Los que viven en la posta, los monjes, son los buscadores de Dios. Ellos pueden vivir la bienaventuranza: “felices los limpios de corazón, porque ellos verán a Dios”. La separación es vista en orden a un bien de crecimiento espiritual. Y de ese modo, también actúan sobre los hombres del mundo. La regla no habla de apostolado, en el sentido contemporáneo de la palabra, pero prescribe la edificación del huésped y viviendo la fe en presencia de los hombres es como el monje actúa sobre ellos. La hospitalidad monástica es, después de la vida en oración, el apostolado más específico. El monasterio abre sus puertas y en especial su corazón a todos aquellos hombres que buscan reencontrase con el Señor en un tiempo fuerte de oración y reflexión. De este modo, la hospitalidad genera un doble movimiento. El primero, hacia adentro. El huésped viene buscando una experiencia de la trascendencia de Dios a través del contacto con una comunidad de creyentes, y el monje encuentra al Señor en ese hombre que al visitarlo y al hacerle partícipe directa e indirectamente de sus penas y alegrías, motivará también su oración. El segundo movimiento es hacia afuera. El huésped regresará a su ambiente habitual, reconciliado con Dios y reafirmado en su camino. El monje a su vez se sentirá más encarnado y comprometido con las realidades de los hombres, superando así el orgullo del aislamiento y el egoísmo del desinterés, que siempre lo asechan.

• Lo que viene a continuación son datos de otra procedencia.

//! Test utilities for hbs-loader
//!
//! Helpers shared by unit tests and the integration suite:
//! - [`init_test_logging`] to see loader traces while debugging a test
//! - [`TemplateProject`] for laying out templates, partials and helpers in a
//!   temporary directory
//! - [`CountingResolver`] for observing how often the loader probes the disk
//!
//! # Example
//!
//! ```rust,no_run
//! use hbs_loader::test_utils::TemplateProject;
//!
//! let project = TemplateProject::new()
//!     .unwrap()
//!     .with_file("views/page.hbs", "{{> header}}")
//!     .unwrap()
//!     .with_file("views/header.hbs", "<h1>Hi</h1>")
//!     .unwrap();
//! assert!(project.path("views/header.hbs").exists());
//! ```

pub mod fixtures;

pub use fixtures::{CountingResolver, TemplateProject};

use std::sync::Once;
use tracing::Level;
use tracing_subscriber::EnvFilter;

static INIT_LOGGING: Once = Once::new();

/// Initialize logging for tests.
///
/// Uses `level` when given, otherwise `RUST_LOG`; does nothing when neither
/// is set. Only the first call has an effect.
pub fn init_test_logging(level: Option<Level>) {
    INIT_LOGGING.call_once(|| {
        let filter = if let Some(level) = level {
            EnvFilter::new(level.to_string())
        } else if std::env::var("RUST_LOG").is_ok() {
            EnvFilter::from_default_env()
        } else {
            return;
        };

        let _ = tracing_subscriber::fmt()
            .with_env_filter(filter)
            .with_test_writer()
            .with_target(true)
            .with_thread_ids(false)
            .with_ansi(true)
            .try_init();
    });
}
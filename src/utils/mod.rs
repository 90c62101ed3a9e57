//! File system and path helpers shared by the cache, resolver and CLI.
//!
//! # Modules
//!
//! - [`fs`] - Directory creation and atomic writes
//! - [`path`] - Lexical normalization and forward-slash rendering
//!
//! # Example
//!
//! ```rust,no_run
//! use hbs_loader::utils::{atomic_write, normalize_path};
//! use std::path::Path;
//!
//! # fn example() -> anyhow::Result<()> {
//! let target = normalize_path(Path::new(".cache/hbs/./entry.hbs.compiled"));
//! atomic_write(&target, b"module.exports = function(){return \"\";};")?;
//! # Ok(())
//! # }
//! ```

pub mod fs;
pub mod path;

pub use fs::{atomic_write, ensure_dir};
pub use path::{normalize_path, normalize_path_for_storage};
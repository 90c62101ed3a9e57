//! On-disk cache of emitted modules.
//!
//! Each template maps to one entry file named after the SHA-256 of its path:
//!
//! ```text
//! <cache>/
//! ├── 3f0a…c9.hbs.compiled   # module emitted for /src/views/page.hbs
//! └── 81be…02.hbs.compiled
//! ```
//!
//! An entry is served only while it is strictly newer than the template
//! source. Editing the template makes its entry stale; the next compile
//! overwrites it. Entries are written atomically so a concurrent reader never
//! sees a truncated module.

use crate::constants::CACHE_FILE_SUFFIX;
use crate::core::LoaderError;
use crate::utils::{atomic_write, ensure_dir, normalize_path_for_storage};
use sha2::{Digest, Sha256};
use std::fs;
use std::path::{Path, PathBuf};
use walkdir::WalkDir;

/// Entry counts and sizes of a cache directory.
#[derive(Debug, Clone, Copy, Default, PartialEq, Eq)]
pub struct CacheStats {
    pub entries: usize,
    pub total_bytes: u64,
}

#[derive(Debug, Clone)]
pub struct TemplateCache {
    dir: PathBuf,
}

impl TemplateCache {
    pub fn new(dir: impl Into<PathBuf>) -> Self {
        Self {
            dir: dir.into(),
        }
    }

    #[must_use]
    pub fn dir(&self) -> &Path {
        &self.dir
    }

    /// Entry file for the template at `resource_path`.
    #[must_use]
    pub fn entry_path(&self, resource_path: &Path) -> PathBuf {
        let key = hex::encode(Sha256::digest(normalize_path_for_storage(resource_path).as_bytes()));
        self.dir.join(format!("{key}{CACHE_FILE_SUFFIX}"))
    }

    /// The cached module for `resource_path`, if one exists and is newer than
    /// the source. Returns `None` when the source cannot be inspected.
    pub fn lookup(&self, resource_path: &Path) -> Result<Option<String>, LoaderError> {
        let Ok(source_modified) = fs::metadata(resource_path).and_then(|m| m.modified()) else {
            return Ok(None);
        };

        let entry = self.entry_path(resource_path);
        let entry_modified = match fs::metadata(&entry).and_then(|m| m.modified()) {
            Ok(modified) => modified,
            Err(e) if e.kind() == std::io::ErrorKind::NotFound => return Ok(None),
            Err(e) => return Err(cache_error(&entry, &e)),
        };

        if entry_modified <= source_modified {
            tracing::debug!("Stale cache entry {} for {}", entry.display(), resource_path.display());
            return Ok(None);
        }

        fs::read_to_string(&entry).map(Some).map_err(|e| cache_error(&entry, &e))
    }

    /// Persist `module` as the entry for `resource_path`.
    pub fn store(&self, resource_path: &Path, module: &str) -> Result<PathBuf, LoaderError> {
        let entry = self.entry_path(resource_path);
        ensure_dir(&self.dir)
            .and_then(|()| atomic_write(&entry, module.as_bytes()))
            .map_err(|e| LoaderError::CacheError {
                path: entry.display().to_string(),
                reason: format!("{e:#}"),
            })?;
        Ok(entry)
    }

    /// Remove every entry. Other files in the directory are left alone.
    pub fn clean(&self) -> Result<usize, LoaderError> {
        let mut removed = 0;
        for entry in self.entries() {
            fs::remove_file(&entry).map_err(|e| cache_error(&entry, &e))?;
            removed += 1;
        }
        Ok(removed)
    }

    #[must_use]
    pub fn stats(&self) -> CacheStats {
        self.entries().iter().fold(CacheStats::default(), |mut stats, entry| {
            stats.entries += 1;
            stats.total_bytes += fs::metadata(entry).map(|m| m.len()).unwrap_or(0);
            stats
        })
    }

    fn entries(&self) -> Vec<PathBuf> {
        WalkDir::new(&self.dir)
            .min_depth(1)
            .max_depth(1)
            .into_iter()
            .filter_map(Result::ok)
            .filter(|e| e.file_type().is_file())
            .filter(|e| e.file_name().to_string_lossy().ends_with(CACHE_FILE_SUFFIX))
            .map(walkdir::DirEntry::into_path)
            .collect()
    }
}

fn cache_error(path: &Path, error: &std::io::Error) -> LoaderError {
    LoaderError::CacheError {
        path: path.display().to_string(),
        reason: error.to_string(),
    }
}

#[cfg(test)]
mod tests {
    use super::*;
    use std::time::{Duration, SystemTime};
    use tempfile::TempDir;

    fn age(path: &Path, seconds: u64) {
        let file = fs::File::options().write(true).open(path).unwrap();
        file.set_modified(SystemTime::now() - Duration::from_secs(seconds)).unwrap();
    }

    #[test]
    fn test_entry_path_is_stable() {
        let cache = TemplateCache::new("/cache");
        let a = cache.entry_path(Path::new("/src/a.hbs"));
        assert_eq!(a, cache.entry_path(Path::new("/src/a.hbs")));
        assert_ne!(a, cache.entry_path(Path::new("/src/b.hbs")));
        let name = a.file_name().unwrap().to_string_lossy().into_owned();
        assert!(name.ends_with(".hbs.compiled"));
        assert_eq!(name.len(), 64 + ".hbs.compiled".len());
    }

    #[test]
    fn test_hit_requires_newer_entry() {
        let temp = TempDir::new().unwrap();
        let source = temp.path().join("page.hbs");
        fs::write(&source, "<p></p>").unwrap();
        age(&source, 60);

        let cache = TemplateCache::new(temp.path().join("cache"));
        assert_eq!(cache.lookup(&source).unwrap(), None);

        let entry = cache.store(&source, "module.exports = 1;").unwrap();
        assert_eq!(cache.lookup(&source).unwrap().as_deref(), Some("module.exports = 1;"));

        // Entry older than the source is stale
        age(&entry, 120);
        assert_eq!(cache.lookup(&source).unwrap(), None);
    }

    #[test]
    fn test_missing_source_skips_cache() {
        let temp = TempDir::new().unwrap();
        let cache = TemplateCache::new(temp.path());
        let source = temp.path().join("gone.hbs");
        cache.store(&source, "x").unwrap();
        assert_eq!(cache.lookup(&source).unwrap(), None);
    }

    #[test]
    fn test_clean_and_stats() {
        let temp = TempDir::new().unwrap();
        let cache = TemplateCache::new(temp.path());
        cache.store(Path::new("/a.hbs"), "12345").unwrap();
        cache.store(Path::new("/b.hbs"), "123").unwrap();
        fs::write(temp.path().join("keep.txt"), "keep").unwrap();

        assert_eq!(
            cache.stats(),
            CacheStats {
                entries: 2,
                total_bytes: 8,
            }
        );
        assert_eq!(cache.clean().unwrap(), 2);
        assert_eq!(cache.stats().entries, 0);
        assert!(temp.path().join("keep.txt").exists());
    }

    #[test]
    fn test_stats_of_missing_dir() {
        let cache = TemplateCache::new("/definitely/not/here");
        assert_eq!(cache.stats(), CacheStats::default());
    }
}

La “posta” puede vivirse como una comunidad de creyentes que buscan a Dios y enseñan a buscarlo, en su corazón, en la presencia de los hermanos y de los que llegan. Una experiencia que se basa más en el trabajo de acciones espirituales que en los discursos, que busca más que persuadir, contagiar lo que vive. Una comunidad que puede compartir la experiencia de Dios en su vida y que quiere vivir en su presencia. Un tiempo y un lugar de Dios que impacte al mundo. Desde ese centro de irradiación comunitaria, todo el que llega puede experimentar la presencia del Señor, en él, en los otros, en el mundo. La conversión será así una consecuencia natural fruto de este encuentro, que invitará a los caminantes a que confirmen, fortalezcan o reorienten el camino de sus vidas hacia Dios.

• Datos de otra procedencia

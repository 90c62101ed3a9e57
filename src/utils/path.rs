//! Lexical path helpers.
//!
//! None of these functions touch the file system, so they work for paths that
//! do not exist yet (resolution candidates, cache entries).

use std::path::{Component, Path, PathBuf};

/// Resolve `.` and `..` components without consulting the file system.
///
/// # Examples
///
/// ```rust
/// use hbs_loader::utils::normalize_path;
/// use std::path::{Path, PathBuf};
///
/// assert_eq!(normalize_path(Path::new("/src/./tpl/../partials")), PathBuf::from("/src/partials"));
/// ```
#[must_use]
pub fn normalize_path(path: &Path) -> PathBuf {
    let mut components = Vec::new();

    for component in path.components() {
        match component {
            Component::CurDir => {}
            Component::ParentDir => match components.last() {
                Some(Component::Normal(_)) => {
                    components.pop();
                }
                Some(Component::RootDir | Component::Prefix(_)) => {}
                _ => components.push(component),
            },
            c => components.push(c),
        }
    }

    components.iter().collect()
}

/// Render a path with forward slashes, dropping Windows extended-length prefixes.
///
/// Generated module code and cache keys always use this form so output does
/// not depend on the host platform.
#[must_use]
pub fn normalize_path_for_storage<P: AsRef<Path>>(path: P) -> String {
    let path_str = path.as_ref().to_string_lossy();

    let cleaned = if let Some(stripped) = path_str.strip_prefix(r"\\?\UNC\") {
        format!("//{stripped}")
    } else if let Some(stripped) = path_str.strip_prefix(r"\\?\") {
        stripped.to_string()
    } else {
        path_str.to_string()
    };

    cleaned.replace('\\', "/")
}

Revisemos nuestro hospedaje como comunidad que busca y enseña a buscar a Dios

  • ¿Buscamos ser una comunidad de Dios y de oración? ¿Qué instrumentos tenemos para que crezca nuestra espiritualidad? ¿Cuidamos la posta para que se mantenga como casa de Dios?
  • ¿Vemos y tratamos al que llega “como a Cristo”? ¿Lo servimos con el amor que serviríamos al Señor? ¿Ayudamos al que llega a liberar de la carga del mundo? ¿Sabemos cuidarnos para no contagiarnos de esa mundanidad? ¿Rezamos antes de todo inicio de encuentro para que el Señor lo presida?

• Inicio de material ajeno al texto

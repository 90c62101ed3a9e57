//! The `compile` subcommand.
//!
//! Options are layered, later sources winning:
//!
//! 1. `hbs-loader.toml` in the working directory, or the file named by `--config`
//! 2. the loader query given with `--query`
//! 3. individual flags
//!
//! All templates of one invocation share a single [`BuildCache`], so helpers
//! discovered for the first template are reused by the rest.

use super::CliConfig;
use crate::config::{LoaderConfig, LoaderOptions, StringList};
use crate::constants::CONFIG_FILE_NAME;
use crate::loader::Loader;
use crate::symbols::BuildCache;
use crate::utils::{atomic_write, ensure_dir};
use anyhow::{Context, Result, bail};
use clap::Args;
use colored::Colorize;
use std::path::{Path, PathBuf};
use std::sync::Arc;
use tracing::{debug, info};

#[derive(Args, Debug, Default)]
pub struct CompileCommand {
    /// Template files to compile
    #[arg(required = true, value_name = "TEMPLATE")]
    templates: Vec<PathBuf>,

    /// Loader options file (TOML)
    #[arg(long, value_name = "FILE", env = "HBS_LOADER_CONFIG")]
    config: Option<PathBuf>,

    /// Loader query, e.g. `?helperDirs[]=./helpers&debug`
    #[arg(long, value_name = "QUERY", allow_hyphen_values = true)]
    query: Option<String>,

    /// Directory for cached module output
    #[arg(long, value_name = "DIR")]
    cache: Option<String>,

    /// Candidate partial extensions, separated by spaces, commas or semicolons
    #[arg(long, value_name = "LIST", allow_hyphen_values = true)]
    extensions: Option<String>,

    /// Prefix for partial and helper names handed to the module resolver
    #[arg(long, value_name = "PREFIX")]
    root_relative: Option<String>,

    /// Name to compile as a helper call (repeatable)
    #[arg(long = "known-helper", value_name = "NAME")]
    known_helpers: Vec<String>,

    /// Directory of helper modules (repeatable)
    #[arg(long = "helper-dir", value_name = "DIR")]
    helper_dirs: Vec<String>,

    /// Extra directory searched for partials (repeatable)
    #[arg(long = "partial-dir", value_name = "DIR")]
    partial_dirs: Vec<String>,

    /// Extension of helper modules in helper directories
    #[arg(long, value_name = "EXT")]
    helper_extension: Option<String>,

    /// Turn matching literal text into module loads
    #[arg(long, value_name = "REGEX")]
    inline_requires: Option<String>,

    /// Discard resolutions whose path matches
    #[arg(long, value_name = "REGEX")]
    exclude: Option<String>,

    /// Module request of the template runtime
    #[arg(long, value_name = "REQUEST")]
    runtime: Option<String>,

    /// Project root stripped from template identifiers
    #[arg(long, value_name = "DIR")]
    root: Option<String>,

    /// Trace every compile pass and probe
    #[arg(long)]
    debug: bool,

    /// Write `<stem>.js` files here instead of printing to stdout
    #[arg(long, value_name = "DIR")]
    out_dir: Option<PathBuf>,
}

impl CompileCommand {
    /// Whether the merged options (file, query and flags) ask for debug
    /// tracing. Unreadable options count as `false`; `execute` reports them.
    pub(crate) fn debug_enabled(&self) -> bool {
        self.debug || self.loader_options().ok().and_then(|options| options.debug).unwrap_or(false)
    }

    pub async fn execute(self, cli_config: &CliConfig) -> Result<()> {
        if self.out_dir.is_none() && self.templates.len() > 1 {
            bail!("--out-dir is required when compiling more than one template");
        }

        let options = self.loader_options()?;
        let config = LoaderConfig::from_options(&options)?;
        let loader = Loader::new(config, Arc::new(BuildCache::new()));

        if let Some(out_dir) = &self.out_dir {
            ensure_dir(out_dir)?;
        }

        for template in &self.templates {
            let resource_path = std::path::absolute(template)
                .with_context(|| format!("Invalid template path: {}", template.display()))?;
            let output = loader.load_file(&resource_path).await?;
            debug!(
                "Compiled {} in {} pass(es), {} dependencies",
                resource_path.display(),
                output.passes,
                output.dependencies.len()
            );

            match &self.out_dir {
                None => println!("{}", output.module),
                Some(out_dir) => {
                    let target = out_dir.join(output_file_name(template));
                    atomic_write(&target, output.module.as_bytes())?;
                    info!("Wrote {}", target.display());
                    if !cli_config.quiet {
                        let note = if output.from_cache { " (cached)" } else { "" };
                        println!(
                            "{} {} -> {}{}",
                            "✓".green(),
                            template.display(),
                            target.display(),
                            note.dimmed()
                        );
                    }
                }
            }
        }
        Ok(())
    }

    /// Options file, then query, then flags.
    fn loader_options(&self) -> Result<LoaderOptions> {
        let mut options = match &self.config {
            Some(path) => LoaderOptions::from_toml_file(path)?,
            None => {
                let default_file = Path::new(CONFIG_FILE_NAME);
                if default_file.is_file() {
                    LoaderOptions::from_toml_file(default_file)?
                } else {
                    LoaderOptions::default()
                }
            }
        };

        if let Some(query) = &self.query {
            options = options.merge(LoaderOptions::from_query(query)?);
        }

        Ok(options.merge(self.flag_options()))
    }

    fn flag_options(&self) -> LoaderOptions {
        let list = |values: &[String]| (!values.is_empty()).then(|| StringList::Many(values.to_vec()));

        LoaderOptions {
            cache: self.cache.clone(),
            extensions: self.extensions.clone().map(StringList::One),
            root_relative: self.root_relative.clone(),
            known_helpers: list(&self.known_helpers),
            helper_dirs: list(&self.helper_dirs),
            partial_dirs: list(&self.partial_dirs),
            helper_extension: self.helper_extension.clone(),
            inline_requires: self.inline_requires.clone(),
            exclude: self.exclude.clone(),
            runtime: self.runtime.clone(),
            debug: self.debug.then_some(true),
            root: self.root.clone(),
            module_directories: None,
        }
    }
}

fn output_file_name(template: &Path) -> String {
    let stem = template.file_stem().map_or_else(|| "template".into(), |s| s.to_string_lossy());
    format!("{stem}.js")
}

#[cfg(test)]
mod tests {
    use super::*;
    use std::fs;
    use tempfile::TempDir;

    #[test]
    fn test_output_file_name() {
        assert_eq!(output_file_name(Path::new("views/page.hbs")), "page.js");
        assert_eq!(output_file_name(Path::new("views/page.min.handlebars")), "page.min.js");
    }

    #[test]
    fn test_flags_override_query_and_file() {
        let temp = TempDir::new().unwrap();
        let file = temp.path().join("loader.toml");
        fs::write(&file, "runtime = \"file-runtime\"\nrootRelative = \"/file/\"\nexclude = \"file\"").unwrap();

        let cmd = CompileCommand {
            templates: vec![PathBuf::from("a.hbs")],
            config: Some(file),
            query: Some("?exclude=query&knownHelpers[]=t".to_string()),
            runtime: Some("flag-runtime".to_string()),
            ..Default::default()
        };
        let options = cmd.loader_options().unwrap();
        assert_eq!(options.runtime.as_deref(), Some("flag-runtime"));
        assert_eq!(options.root_relative.as_deref(), Some("/file/"));
        assert_eq!(options.exclude.as_deref(), Some("query"));
        assert_eq!(options.known_helpers, Some(StringList::Many(vec!["t".to_string()])));
    }

    #[test]
    fn test_empty_flags_leave_options_unset() {
        let options = CompileCommand::default().flag_options();
        assert_eq!(options, LoaderOptions::default());
    }

    #[test]
    fn test_repeatable_flags_become_lists() {
        let cmd = CompileCommand {
            helper_dirs: vec!["/a".to_string(), "/b".to_string()],
            debug: true,
            ..Default::default()
        };
        let options = cmd.flag_options();
        assert_eq!(options.helper_dirs, Some(StringList::Many(vec!["/a".to_string(), "/b".to_string()])));
        assert_eq!(options.debug, Some(true));
    }

    #[tokio::test]
    async fn test_multiple_templates_need_out_dir() {
        let cmd = CompileCommand {
            templates: vec![PathBuf::from("a.hbs"), PathBuf::from("b.hbs")],
            ..Default::default()
        };
        let err = cmd.execute(&CliConfig::new()).await.unwrap_err();
        assert!(err.to_string().contains("--out-dir"));
    }
}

  • ¿Nos mostramos humildes y con gestos de humildad? ¿Me pregunto qué quiere regalarme Dios con el encuentro de esa persona que llega?
  • ¿Trato al que llega como un hombre espiritual, aun cuando él no lo haga? ¿Le ofrecemos la Palabra de Dios? ¿Buscamos colaborar con la edificación del que llega? ¿Lo invitamos a la conversión?
  • ¿Encuentran en nosotros hombres de oración que desean y buscan a Dios? ¿Enseñamos a buscarlo? ¿Las inquietudes que traen se transforman en nuestra oración?